MATERIALS PROVIDED:

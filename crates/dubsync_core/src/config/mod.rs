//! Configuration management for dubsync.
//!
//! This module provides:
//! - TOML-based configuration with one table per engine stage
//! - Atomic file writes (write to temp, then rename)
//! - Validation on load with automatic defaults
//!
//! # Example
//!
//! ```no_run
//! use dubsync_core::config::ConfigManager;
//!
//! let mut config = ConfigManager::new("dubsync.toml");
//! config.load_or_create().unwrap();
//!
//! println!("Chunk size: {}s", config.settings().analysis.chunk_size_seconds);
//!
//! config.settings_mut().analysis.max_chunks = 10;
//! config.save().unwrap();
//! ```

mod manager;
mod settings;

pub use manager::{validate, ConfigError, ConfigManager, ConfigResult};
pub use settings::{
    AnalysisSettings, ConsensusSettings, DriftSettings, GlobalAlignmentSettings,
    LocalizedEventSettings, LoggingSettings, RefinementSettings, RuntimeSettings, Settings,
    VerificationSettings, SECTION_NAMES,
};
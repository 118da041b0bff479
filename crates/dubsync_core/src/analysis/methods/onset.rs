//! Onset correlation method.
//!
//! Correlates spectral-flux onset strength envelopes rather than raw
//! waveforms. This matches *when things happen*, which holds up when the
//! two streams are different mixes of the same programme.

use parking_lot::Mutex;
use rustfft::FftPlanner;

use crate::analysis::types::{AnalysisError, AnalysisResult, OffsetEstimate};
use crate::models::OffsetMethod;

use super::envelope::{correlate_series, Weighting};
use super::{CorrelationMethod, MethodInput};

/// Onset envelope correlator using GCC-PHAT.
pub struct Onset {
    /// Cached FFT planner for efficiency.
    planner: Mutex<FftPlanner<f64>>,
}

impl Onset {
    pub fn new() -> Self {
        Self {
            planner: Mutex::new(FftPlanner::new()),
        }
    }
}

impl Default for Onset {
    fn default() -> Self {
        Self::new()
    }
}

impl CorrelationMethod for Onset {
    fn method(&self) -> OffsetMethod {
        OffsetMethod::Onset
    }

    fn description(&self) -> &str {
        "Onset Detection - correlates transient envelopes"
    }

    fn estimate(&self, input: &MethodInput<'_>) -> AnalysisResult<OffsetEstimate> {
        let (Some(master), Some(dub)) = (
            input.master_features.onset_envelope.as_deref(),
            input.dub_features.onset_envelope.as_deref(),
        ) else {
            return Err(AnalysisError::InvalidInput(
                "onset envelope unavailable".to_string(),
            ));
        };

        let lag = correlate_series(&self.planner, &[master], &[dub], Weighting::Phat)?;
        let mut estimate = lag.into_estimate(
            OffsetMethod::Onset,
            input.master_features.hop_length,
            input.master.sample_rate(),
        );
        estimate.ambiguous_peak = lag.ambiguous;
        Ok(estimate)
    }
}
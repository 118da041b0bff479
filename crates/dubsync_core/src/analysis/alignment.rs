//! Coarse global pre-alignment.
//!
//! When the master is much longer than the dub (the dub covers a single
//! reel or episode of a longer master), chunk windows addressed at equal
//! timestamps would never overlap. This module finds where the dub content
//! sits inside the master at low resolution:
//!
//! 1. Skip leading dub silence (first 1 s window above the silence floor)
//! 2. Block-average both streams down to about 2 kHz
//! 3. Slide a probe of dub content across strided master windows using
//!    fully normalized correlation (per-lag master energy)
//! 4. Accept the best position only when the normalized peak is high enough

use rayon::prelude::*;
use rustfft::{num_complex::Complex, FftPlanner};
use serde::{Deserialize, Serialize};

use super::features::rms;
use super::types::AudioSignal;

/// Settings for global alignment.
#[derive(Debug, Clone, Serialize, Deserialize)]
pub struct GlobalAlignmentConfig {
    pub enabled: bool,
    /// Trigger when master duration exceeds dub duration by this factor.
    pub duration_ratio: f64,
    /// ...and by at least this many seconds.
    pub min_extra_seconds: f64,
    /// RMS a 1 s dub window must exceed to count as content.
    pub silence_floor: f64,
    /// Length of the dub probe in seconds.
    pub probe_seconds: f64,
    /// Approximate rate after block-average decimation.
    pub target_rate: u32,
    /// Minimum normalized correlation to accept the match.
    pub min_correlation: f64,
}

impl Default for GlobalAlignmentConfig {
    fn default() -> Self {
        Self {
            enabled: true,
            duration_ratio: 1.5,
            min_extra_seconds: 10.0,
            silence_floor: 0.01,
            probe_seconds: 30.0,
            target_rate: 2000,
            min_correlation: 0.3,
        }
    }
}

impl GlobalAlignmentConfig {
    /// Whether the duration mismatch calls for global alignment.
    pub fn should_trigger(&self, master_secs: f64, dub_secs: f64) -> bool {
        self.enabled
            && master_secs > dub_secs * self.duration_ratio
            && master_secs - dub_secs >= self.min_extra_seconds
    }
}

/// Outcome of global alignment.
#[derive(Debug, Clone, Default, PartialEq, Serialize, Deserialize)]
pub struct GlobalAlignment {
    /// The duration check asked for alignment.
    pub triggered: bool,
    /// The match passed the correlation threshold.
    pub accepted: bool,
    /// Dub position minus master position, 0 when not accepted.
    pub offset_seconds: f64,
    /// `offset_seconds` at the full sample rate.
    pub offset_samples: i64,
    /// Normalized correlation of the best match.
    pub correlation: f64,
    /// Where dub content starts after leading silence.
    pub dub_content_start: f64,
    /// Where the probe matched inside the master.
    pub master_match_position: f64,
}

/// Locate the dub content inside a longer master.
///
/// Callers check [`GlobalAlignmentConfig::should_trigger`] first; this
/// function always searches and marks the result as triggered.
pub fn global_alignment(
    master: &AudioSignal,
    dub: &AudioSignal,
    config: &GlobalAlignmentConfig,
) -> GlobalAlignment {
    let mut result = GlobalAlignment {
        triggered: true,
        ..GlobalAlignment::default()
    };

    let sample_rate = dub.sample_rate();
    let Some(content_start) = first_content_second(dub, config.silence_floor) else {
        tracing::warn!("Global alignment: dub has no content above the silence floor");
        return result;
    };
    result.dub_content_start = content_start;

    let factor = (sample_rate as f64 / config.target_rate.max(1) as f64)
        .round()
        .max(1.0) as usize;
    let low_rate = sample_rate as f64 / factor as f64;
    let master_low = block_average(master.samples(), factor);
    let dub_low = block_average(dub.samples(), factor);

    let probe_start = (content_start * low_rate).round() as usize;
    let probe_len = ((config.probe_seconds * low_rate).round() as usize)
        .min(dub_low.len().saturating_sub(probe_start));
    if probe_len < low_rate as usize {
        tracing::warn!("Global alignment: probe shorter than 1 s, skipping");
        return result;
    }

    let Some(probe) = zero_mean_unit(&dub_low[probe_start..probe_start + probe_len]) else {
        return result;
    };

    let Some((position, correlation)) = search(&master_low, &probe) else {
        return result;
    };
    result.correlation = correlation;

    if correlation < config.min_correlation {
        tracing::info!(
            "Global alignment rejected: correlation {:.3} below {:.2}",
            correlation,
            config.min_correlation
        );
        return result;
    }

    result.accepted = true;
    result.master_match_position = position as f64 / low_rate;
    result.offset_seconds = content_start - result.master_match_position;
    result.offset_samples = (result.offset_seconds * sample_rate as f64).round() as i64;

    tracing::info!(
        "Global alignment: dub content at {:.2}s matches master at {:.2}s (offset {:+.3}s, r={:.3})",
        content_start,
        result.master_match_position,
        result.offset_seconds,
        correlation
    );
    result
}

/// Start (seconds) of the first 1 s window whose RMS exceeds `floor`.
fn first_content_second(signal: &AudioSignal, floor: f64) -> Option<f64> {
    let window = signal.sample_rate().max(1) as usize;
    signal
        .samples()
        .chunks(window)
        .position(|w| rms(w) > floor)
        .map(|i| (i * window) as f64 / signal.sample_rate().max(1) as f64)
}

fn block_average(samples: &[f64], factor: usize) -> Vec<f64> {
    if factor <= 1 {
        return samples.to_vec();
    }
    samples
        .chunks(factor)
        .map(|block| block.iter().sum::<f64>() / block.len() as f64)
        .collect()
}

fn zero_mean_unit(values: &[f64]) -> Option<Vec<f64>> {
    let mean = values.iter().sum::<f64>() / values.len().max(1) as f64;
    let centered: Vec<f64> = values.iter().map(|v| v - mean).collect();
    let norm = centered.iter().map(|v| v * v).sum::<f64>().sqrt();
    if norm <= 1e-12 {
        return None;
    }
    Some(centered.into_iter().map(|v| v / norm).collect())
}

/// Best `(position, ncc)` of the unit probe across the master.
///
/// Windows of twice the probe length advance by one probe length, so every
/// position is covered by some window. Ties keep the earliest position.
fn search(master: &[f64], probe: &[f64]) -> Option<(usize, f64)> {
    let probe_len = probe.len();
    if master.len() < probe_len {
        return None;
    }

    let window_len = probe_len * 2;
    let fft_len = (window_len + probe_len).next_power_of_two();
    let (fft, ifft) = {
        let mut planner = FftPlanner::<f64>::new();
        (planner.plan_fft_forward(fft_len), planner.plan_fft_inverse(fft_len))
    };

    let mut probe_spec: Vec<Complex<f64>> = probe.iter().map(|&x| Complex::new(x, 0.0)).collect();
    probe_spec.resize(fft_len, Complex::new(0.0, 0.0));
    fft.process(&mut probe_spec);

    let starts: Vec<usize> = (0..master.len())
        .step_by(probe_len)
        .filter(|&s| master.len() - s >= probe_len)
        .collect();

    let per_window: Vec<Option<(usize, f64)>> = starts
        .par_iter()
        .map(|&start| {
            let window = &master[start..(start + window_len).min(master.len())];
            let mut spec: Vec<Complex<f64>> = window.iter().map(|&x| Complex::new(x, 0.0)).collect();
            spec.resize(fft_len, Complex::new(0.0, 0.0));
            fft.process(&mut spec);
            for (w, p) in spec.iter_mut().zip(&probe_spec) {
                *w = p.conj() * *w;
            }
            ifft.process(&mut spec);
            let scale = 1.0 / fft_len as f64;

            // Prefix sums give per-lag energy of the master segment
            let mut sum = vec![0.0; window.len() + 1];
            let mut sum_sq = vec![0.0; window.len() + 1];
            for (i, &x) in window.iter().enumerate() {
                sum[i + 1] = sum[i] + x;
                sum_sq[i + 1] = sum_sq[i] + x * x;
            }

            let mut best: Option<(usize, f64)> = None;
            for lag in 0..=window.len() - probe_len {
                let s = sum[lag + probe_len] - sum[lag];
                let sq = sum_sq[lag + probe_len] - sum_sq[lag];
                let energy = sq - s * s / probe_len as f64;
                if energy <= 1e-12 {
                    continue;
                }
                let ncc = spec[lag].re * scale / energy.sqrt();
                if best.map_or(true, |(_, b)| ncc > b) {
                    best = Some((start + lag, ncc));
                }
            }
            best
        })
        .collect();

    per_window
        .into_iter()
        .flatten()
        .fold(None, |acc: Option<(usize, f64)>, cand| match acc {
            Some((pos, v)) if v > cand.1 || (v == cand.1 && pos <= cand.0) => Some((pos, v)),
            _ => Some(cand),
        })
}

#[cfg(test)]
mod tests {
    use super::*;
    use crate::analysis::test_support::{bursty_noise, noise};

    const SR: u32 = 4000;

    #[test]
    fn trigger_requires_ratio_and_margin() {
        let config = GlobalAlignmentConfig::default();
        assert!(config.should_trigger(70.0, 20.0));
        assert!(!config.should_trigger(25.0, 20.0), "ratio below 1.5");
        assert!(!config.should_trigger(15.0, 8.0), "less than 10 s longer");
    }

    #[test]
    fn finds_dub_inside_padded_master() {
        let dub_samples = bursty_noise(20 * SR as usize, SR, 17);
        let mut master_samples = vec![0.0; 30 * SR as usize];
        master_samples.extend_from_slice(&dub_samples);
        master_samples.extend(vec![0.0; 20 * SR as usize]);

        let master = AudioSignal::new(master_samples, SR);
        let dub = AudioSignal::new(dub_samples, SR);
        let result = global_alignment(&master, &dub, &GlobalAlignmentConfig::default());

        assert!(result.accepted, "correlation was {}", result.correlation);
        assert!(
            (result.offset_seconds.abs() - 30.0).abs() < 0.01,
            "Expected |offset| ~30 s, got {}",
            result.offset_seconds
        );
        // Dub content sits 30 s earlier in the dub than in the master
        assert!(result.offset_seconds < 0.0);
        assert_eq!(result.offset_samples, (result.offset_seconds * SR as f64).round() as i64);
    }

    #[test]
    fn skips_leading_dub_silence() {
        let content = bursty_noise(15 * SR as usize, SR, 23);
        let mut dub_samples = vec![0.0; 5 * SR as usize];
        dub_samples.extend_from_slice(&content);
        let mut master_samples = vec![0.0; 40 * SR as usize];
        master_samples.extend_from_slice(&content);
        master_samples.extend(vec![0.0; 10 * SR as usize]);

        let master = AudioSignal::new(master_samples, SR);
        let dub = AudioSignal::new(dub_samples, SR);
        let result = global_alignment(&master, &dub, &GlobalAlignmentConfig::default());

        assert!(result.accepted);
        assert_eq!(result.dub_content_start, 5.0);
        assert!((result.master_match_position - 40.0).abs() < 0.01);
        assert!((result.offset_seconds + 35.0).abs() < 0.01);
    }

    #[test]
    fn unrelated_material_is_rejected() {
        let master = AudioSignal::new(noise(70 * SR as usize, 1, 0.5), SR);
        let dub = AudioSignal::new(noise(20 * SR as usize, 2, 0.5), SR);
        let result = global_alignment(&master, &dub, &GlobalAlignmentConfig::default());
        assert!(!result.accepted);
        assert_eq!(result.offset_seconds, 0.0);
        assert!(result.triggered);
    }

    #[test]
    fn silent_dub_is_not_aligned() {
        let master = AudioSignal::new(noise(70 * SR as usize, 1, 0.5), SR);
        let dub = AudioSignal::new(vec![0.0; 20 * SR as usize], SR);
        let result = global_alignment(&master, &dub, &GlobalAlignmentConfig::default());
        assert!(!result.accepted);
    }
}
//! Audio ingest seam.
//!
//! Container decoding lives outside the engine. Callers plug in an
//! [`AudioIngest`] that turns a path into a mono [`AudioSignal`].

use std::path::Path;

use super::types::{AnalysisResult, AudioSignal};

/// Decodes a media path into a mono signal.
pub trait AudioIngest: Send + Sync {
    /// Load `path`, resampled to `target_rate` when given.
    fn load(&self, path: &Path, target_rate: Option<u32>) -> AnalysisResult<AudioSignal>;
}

PROMPT: From the entries above, write out only the lines starting at the line that holds "for (i, &x)" and ending at the line that holds "let s = sum[lag", keeping both and matching them exactly.

WRITTEN SOLUTION:
            for (i, &x) in window.iter().enumerate() {
                sum[i + 1] = sum[i] + x;
                sum_sq[i + 1] = sum_sq[i] + x * x;
            }

            let mut best: Option<(usize, f64)> = None;
            for lag in 0..=window.len() - probe_len {
                let s = sum[lag + probe_len] - sum[lag];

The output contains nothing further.